▶ **Dataset entries**
════════════════════

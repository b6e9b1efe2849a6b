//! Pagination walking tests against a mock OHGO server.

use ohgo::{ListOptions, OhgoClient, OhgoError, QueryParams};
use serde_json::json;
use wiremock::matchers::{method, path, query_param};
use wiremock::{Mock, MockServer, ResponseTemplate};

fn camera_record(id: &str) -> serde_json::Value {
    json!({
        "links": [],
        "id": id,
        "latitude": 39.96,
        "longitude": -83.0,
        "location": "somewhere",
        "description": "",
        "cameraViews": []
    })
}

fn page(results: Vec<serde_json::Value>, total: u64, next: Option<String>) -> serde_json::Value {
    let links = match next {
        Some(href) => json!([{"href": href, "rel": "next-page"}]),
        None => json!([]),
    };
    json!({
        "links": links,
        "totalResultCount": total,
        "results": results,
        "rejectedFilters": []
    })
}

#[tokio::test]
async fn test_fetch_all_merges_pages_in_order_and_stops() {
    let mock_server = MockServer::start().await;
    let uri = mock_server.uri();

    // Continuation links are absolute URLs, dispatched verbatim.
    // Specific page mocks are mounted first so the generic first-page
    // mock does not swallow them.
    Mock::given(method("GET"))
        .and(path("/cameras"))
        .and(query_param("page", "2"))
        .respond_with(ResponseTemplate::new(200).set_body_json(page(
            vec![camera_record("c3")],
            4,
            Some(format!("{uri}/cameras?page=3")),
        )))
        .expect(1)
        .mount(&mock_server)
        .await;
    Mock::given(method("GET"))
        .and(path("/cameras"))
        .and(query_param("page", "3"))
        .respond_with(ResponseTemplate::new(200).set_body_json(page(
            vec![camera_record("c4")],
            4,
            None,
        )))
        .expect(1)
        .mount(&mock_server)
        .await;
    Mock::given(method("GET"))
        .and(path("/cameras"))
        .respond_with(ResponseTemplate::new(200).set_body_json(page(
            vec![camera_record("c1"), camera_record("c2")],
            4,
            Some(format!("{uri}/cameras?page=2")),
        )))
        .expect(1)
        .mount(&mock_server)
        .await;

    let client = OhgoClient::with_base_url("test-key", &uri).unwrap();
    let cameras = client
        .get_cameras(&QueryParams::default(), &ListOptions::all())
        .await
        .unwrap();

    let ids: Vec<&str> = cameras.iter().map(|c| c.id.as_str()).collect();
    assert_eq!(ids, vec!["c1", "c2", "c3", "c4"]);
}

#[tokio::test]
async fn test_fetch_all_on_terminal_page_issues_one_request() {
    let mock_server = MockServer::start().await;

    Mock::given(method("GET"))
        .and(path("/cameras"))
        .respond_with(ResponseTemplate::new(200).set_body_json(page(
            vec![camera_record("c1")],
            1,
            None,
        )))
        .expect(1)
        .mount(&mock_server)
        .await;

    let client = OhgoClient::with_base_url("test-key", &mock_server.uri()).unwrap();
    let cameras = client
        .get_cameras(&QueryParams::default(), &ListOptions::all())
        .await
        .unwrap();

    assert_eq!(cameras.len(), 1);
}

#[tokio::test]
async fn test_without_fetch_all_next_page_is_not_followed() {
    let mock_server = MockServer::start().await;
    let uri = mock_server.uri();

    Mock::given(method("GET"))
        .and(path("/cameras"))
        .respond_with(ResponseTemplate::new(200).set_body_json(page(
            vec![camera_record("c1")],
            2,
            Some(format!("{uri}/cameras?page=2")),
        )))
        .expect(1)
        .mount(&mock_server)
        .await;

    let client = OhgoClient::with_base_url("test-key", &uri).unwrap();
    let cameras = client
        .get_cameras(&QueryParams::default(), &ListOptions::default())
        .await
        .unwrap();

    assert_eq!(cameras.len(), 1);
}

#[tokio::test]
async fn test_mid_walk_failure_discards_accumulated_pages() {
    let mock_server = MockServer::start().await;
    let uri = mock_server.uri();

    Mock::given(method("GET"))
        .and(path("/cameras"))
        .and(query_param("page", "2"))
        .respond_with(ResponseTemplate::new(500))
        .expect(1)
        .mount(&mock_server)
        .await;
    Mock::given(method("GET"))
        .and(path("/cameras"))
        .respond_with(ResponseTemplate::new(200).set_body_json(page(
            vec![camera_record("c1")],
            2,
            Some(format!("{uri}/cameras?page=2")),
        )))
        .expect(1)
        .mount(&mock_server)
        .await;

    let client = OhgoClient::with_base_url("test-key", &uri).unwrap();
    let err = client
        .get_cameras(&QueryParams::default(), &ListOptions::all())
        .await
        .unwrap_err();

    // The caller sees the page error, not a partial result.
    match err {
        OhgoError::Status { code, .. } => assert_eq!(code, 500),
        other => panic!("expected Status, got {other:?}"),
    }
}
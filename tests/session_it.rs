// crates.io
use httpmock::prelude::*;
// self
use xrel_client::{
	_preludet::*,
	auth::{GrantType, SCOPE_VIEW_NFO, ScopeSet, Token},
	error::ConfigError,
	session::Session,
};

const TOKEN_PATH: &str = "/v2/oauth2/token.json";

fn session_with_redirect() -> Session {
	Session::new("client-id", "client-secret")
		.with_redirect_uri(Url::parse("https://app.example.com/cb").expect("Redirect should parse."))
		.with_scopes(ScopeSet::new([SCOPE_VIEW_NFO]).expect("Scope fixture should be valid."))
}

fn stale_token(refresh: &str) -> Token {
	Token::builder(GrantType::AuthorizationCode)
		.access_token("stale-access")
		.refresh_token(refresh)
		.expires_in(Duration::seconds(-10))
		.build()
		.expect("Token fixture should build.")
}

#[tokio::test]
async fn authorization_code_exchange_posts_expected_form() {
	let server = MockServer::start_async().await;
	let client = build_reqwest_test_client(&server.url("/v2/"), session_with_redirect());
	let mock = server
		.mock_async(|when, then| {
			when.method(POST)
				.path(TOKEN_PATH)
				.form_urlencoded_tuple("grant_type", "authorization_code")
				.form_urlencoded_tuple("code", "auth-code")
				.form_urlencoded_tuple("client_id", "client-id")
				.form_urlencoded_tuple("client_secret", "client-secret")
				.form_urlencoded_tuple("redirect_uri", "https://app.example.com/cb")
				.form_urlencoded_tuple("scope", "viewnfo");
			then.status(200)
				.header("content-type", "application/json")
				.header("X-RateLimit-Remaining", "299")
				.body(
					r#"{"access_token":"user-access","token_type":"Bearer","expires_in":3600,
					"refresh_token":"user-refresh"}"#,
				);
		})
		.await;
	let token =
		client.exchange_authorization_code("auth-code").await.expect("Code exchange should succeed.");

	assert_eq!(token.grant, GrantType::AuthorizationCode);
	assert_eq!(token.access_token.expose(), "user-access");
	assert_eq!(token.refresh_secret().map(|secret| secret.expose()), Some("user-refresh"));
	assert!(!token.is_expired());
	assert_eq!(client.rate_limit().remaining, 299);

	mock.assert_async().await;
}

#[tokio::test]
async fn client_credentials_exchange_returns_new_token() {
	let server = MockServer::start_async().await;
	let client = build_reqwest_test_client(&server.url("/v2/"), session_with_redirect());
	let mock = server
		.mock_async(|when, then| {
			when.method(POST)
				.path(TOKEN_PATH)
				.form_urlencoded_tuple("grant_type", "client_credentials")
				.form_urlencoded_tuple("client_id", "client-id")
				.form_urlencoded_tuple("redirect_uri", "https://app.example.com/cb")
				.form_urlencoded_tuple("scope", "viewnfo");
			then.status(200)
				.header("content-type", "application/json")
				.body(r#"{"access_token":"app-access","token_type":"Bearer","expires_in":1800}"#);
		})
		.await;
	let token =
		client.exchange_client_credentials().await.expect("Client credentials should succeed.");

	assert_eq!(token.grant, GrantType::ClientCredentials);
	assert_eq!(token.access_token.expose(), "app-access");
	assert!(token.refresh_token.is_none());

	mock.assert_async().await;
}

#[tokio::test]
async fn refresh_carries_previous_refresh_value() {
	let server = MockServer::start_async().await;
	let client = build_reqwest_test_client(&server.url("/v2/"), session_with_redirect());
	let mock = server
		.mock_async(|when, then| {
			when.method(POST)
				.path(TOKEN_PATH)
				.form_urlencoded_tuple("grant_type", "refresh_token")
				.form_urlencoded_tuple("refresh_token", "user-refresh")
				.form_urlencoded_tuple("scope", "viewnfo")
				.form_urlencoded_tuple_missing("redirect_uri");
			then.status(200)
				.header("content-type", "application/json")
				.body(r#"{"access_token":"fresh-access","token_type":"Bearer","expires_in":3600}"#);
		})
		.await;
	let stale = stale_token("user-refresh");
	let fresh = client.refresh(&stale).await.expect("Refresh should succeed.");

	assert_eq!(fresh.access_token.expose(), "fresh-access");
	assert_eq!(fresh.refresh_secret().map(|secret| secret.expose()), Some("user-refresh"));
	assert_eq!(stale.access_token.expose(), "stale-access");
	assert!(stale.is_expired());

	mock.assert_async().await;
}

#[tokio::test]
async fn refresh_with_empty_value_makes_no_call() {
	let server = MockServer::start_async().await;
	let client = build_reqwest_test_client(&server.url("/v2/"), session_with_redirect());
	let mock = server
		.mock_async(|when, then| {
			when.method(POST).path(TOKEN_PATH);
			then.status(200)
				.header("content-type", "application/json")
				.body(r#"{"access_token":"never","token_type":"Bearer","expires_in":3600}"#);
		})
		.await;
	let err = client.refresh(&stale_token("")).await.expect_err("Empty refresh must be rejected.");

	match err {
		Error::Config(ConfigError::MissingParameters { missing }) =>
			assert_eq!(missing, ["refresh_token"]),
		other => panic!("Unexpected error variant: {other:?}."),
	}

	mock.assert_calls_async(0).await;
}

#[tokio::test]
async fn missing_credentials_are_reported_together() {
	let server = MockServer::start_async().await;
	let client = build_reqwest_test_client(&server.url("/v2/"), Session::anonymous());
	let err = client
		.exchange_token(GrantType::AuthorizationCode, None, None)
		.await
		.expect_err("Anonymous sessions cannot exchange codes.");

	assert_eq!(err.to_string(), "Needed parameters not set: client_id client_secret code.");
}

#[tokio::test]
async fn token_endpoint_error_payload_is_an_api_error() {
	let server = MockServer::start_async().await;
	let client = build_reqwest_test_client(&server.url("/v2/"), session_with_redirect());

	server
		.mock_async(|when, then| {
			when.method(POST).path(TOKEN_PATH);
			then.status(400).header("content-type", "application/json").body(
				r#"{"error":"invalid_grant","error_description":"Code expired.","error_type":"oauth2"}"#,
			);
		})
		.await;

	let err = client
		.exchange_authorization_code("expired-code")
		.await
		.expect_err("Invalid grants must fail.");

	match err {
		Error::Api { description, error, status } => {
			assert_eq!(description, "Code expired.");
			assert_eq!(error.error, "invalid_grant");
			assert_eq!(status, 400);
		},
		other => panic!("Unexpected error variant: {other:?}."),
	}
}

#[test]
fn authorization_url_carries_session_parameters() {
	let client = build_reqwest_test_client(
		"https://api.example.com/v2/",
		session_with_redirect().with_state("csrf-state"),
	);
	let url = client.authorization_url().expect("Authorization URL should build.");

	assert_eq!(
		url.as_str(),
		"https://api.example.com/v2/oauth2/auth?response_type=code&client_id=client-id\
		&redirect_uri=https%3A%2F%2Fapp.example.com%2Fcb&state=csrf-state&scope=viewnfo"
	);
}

════════════════════

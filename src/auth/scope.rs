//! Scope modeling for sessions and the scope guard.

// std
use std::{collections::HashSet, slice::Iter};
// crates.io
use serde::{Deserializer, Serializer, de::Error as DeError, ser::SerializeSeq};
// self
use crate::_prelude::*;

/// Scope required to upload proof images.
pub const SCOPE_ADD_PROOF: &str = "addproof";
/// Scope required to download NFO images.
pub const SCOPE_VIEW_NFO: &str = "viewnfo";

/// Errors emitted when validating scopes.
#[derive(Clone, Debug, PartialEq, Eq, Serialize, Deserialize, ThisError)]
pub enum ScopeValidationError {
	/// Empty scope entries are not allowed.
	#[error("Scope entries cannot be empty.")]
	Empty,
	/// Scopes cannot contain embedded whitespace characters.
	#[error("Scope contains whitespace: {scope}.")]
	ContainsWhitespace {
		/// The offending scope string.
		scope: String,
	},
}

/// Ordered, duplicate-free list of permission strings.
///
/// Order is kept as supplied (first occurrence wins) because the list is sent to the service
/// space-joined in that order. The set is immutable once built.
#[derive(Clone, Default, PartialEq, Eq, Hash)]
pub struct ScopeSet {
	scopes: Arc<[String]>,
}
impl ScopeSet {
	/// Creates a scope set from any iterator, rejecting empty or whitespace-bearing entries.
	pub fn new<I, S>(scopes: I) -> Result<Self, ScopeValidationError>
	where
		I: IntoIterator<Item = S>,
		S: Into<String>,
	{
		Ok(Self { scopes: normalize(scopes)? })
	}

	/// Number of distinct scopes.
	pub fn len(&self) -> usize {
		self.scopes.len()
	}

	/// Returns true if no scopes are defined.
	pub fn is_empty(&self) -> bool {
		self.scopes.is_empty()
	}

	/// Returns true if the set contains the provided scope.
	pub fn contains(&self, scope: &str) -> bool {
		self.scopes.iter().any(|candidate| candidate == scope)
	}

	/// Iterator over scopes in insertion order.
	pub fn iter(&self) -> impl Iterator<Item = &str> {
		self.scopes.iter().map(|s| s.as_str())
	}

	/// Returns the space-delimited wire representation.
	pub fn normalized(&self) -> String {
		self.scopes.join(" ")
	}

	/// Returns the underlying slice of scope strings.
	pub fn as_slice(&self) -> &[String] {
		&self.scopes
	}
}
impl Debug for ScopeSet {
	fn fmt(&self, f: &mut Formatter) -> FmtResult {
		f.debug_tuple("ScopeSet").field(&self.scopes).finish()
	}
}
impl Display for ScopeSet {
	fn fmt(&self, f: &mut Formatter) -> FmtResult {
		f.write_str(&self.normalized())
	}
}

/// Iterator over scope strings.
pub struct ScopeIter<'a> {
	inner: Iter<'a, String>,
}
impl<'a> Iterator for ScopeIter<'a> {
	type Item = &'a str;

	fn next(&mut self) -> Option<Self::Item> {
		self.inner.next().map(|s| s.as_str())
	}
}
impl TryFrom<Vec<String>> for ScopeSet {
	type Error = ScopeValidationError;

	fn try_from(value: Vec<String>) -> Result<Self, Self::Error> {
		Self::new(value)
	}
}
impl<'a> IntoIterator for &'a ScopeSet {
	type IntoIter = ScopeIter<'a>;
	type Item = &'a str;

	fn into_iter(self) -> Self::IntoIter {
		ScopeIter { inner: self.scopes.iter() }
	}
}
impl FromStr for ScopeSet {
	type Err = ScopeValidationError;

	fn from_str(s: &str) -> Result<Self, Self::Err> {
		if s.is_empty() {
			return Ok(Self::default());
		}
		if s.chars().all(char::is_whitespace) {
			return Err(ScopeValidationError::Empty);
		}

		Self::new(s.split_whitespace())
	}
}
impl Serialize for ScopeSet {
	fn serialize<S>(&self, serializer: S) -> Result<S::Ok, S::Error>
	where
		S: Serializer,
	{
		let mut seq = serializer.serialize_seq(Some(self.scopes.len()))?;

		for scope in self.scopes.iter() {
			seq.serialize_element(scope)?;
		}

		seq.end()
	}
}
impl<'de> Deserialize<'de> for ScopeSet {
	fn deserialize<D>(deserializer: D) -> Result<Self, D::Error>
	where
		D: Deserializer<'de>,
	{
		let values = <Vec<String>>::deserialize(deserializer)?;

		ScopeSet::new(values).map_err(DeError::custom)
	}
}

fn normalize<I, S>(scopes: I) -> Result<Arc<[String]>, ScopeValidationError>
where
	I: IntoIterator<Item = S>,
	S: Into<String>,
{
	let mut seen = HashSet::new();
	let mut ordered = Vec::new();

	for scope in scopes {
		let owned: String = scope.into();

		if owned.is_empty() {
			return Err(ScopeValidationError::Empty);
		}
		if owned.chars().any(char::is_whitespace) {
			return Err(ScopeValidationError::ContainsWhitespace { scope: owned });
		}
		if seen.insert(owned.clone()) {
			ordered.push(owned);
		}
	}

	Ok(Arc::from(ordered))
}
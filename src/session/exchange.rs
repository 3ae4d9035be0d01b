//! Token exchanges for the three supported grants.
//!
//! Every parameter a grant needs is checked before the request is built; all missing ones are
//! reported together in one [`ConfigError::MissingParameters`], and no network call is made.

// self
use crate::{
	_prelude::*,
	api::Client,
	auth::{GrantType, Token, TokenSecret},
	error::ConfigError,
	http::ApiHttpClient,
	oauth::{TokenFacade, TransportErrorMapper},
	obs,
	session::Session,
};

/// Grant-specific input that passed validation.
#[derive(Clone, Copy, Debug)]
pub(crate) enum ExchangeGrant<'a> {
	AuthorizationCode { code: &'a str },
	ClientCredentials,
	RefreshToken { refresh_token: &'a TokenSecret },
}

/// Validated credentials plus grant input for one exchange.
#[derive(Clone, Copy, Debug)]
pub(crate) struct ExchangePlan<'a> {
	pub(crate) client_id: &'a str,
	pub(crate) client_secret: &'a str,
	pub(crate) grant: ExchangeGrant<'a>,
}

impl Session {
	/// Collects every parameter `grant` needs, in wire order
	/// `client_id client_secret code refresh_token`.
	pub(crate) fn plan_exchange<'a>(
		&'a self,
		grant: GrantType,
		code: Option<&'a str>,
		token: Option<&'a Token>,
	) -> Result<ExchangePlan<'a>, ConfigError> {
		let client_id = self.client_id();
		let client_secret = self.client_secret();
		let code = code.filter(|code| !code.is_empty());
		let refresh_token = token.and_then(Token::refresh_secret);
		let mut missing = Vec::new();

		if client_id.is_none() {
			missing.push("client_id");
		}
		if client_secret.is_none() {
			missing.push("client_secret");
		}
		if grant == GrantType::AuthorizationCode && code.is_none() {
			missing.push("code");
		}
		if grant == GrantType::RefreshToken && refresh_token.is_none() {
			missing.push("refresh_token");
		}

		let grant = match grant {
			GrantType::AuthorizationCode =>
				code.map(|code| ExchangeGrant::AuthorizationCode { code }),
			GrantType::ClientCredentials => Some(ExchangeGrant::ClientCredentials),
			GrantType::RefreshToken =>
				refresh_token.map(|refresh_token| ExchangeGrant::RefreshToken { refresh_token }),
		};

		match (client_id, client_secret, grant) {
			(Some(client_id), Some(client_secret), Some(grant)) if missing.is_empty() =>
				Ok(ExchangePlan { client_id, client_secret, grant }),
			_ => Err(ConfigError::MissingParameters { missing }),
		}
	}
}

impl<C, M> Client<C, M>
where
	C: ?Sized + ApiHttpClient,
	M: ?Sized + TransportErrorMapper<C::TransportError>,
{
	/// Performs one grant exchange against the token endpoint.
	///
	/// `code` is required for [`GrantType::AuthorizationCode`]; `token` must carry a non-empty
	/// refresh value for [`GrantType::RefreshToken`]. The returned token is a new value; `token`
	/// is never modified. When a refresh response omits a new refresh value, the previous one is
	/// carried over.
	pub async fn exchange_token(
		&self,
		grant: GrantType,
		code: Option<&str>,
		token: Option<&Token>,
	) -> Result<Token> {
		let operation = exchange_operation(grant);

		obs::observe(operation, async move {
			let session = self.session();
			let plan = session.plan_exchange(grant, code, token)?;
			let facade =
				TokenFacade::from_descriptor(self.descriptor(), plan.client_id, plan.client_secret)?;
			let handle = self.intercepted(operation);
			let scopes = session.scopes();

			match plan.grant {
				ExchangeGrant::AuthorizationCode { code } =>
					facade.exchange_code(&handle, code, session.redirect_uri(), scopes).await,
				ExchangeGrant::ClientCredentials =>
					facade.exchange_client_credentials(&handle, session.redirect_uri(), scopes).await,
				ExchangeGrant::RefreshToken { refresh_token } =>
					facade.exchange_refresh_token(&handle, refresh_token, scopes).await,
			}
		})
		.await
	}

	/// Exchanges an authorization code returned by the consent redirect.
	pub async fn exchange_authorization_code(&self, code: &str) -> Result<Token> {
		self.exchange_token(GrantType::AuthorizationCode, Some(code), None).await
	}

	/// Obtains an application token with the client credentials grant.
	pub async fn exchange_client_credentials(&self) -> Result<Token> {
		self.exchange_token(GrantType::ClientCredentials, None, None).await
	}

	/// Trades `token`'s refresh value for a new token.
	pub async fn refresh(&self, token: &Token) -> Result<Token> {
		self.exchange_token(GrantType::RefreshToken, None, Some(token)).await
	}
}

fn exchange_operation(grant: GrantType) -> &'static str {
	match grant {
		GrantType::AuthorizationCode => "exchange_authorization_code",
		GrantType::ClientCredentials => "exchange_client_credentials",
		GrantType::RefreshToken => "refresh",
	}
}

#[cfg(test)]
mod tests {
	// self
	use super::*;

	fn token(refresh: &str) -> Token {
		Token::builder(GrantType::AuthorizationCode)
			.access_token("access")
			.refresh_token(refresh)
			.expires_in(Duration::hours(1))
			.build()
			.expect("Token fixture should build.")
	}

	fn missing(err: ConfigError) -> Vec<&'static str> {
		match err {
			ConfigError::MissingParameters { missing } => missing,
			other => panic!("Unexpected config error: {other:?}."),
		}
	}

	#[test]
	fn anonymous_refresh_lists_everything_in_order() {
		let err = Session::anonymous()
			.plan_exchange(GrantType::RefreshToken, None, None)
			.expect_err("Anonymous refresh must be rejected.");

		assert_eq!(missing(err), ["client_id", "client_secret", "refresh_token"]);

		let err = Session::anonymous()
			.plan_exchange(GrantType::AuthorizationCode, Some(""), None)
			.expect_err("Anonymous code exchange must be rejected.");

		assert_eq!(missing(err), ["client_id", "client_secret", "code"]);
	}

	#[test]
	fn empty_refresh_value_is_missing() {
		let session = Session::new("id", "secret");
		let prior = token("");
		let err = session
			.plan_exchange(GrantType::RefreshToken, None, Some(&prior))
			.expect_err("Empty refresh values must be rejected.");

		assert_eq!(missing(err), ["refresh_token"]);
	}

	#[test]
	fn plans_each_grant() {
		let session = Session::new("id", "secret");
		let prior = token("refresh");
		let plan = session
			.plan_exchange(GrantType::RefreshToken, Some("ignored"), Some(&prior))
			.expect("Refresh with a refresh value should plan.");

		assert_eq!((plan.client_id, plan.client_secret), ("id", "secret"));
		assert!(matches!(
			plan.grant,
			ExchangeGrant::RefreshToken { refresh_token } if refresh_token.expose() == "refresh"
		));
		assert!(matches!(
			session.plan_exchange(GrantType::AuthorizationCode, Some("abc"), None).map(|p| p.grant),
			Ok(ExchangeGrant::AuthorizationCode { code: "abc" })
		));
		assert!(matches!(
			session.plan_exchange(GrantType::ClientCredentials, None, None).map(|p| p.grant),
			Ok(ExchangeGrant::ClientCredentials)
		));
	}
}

════════════════════

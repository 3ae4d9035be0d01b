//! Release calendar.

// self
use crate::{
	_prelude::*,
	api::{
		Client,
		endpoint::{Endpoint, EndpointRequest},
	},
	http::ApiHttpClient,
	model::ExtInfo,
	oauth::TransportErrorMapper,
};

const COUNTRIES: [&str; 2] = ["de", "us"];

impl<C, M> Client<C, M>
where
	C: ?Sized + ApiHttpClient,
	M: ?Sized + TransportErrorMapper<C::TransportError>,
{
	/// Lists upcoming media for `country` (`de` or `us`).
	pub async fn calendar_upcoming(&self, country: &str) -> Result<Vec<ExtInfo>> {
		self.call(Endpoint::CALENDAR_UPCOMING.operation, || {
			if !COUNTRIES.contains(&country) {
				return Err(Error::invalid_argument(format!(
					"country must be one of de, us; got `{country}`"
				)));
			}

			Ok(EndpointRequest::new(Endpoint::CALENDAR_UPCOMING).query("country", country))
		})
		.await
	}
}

════════════════════

▶ **YOUR GOAL**
Across the entries above, count the lines with the word "seen" and report that count by itself.

▶ **ANSWER TO THE PROBLEM**
2